[DATA FOR THE TASK]:

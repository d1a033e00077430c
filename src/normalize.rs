use std::str::FromStr;

use chrono::{DateTime, Utc};
use rust_decimal::Decimal;

use crate::errors::RecordError;
use crate::parsers::prelude::*;
use crate::types::{CanonicalTransaction, TransactionKind};

/// Description used when a record carries no memo.
pub const NO_DESCRIPTION: &str = "No description";

/// Maps one raw node into the canonical record.
///
/// The amount sign decides the kind and is then stripped — `value` is always
/// the magnitude. An unparseable posted date is replaced by `fallback_date`
/// (the ingestion instant): reduced date fidelity beats dropping the
/// movement. A missing or non-numeric amount, or a missing FITID, fails just
/// this record; the batch-level policy is skip and continue.
pub fn normalize(
    raw: &RawTransaction,
    user_id: &str,
    bank_statement_id: &str,
    fallback_date: DateTime<Utc>,
) -> Result<CanonicalTransaction, RecordError> {
    let amount_text = raw.amount.as_deref().ok_or(RecordError::BadAmount)?;
    let amount = Decimal::from_str(amount_text.trim()).map_err(|_| RecordError::BadAmount)?;

    let fit_id = raw
        .fitid
        .as_ref()
        .map(|fitid| fitid.flatten())
        .filter(|flat| !flat.is_empty())
        .ok_or(RecordError::MissingFitId)?;

    let description = raw
        .memo
        .as_deref()
        .map(str::trim)
        .filter(|memo| !memo.is_empty())
        .map_or_else(|| NO_DESCRIPTION.to_string(), str::to_string);

    let transaction_date =
        parse_statement_date(raw.dt_posted.as_deref()).unwrap_or(fallback_date);

    Ok(CanonicalTransaction {
        description,
        value: amount.abs(),
        kind: TransactionKind::from_amount(amount),
        transaction_date,
        fit_id: Some(fit_id),
        tag_id: None,
        bank_statement_id: Some(bank_statement_id.to_string()),
        user_id: user_id.to_string(),
    })
}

[WHAT THE TASK REQUIRES]: Number of lines holding the word "Some" in the material: give this value and nothing more.

[ANSWER BELOW]: 2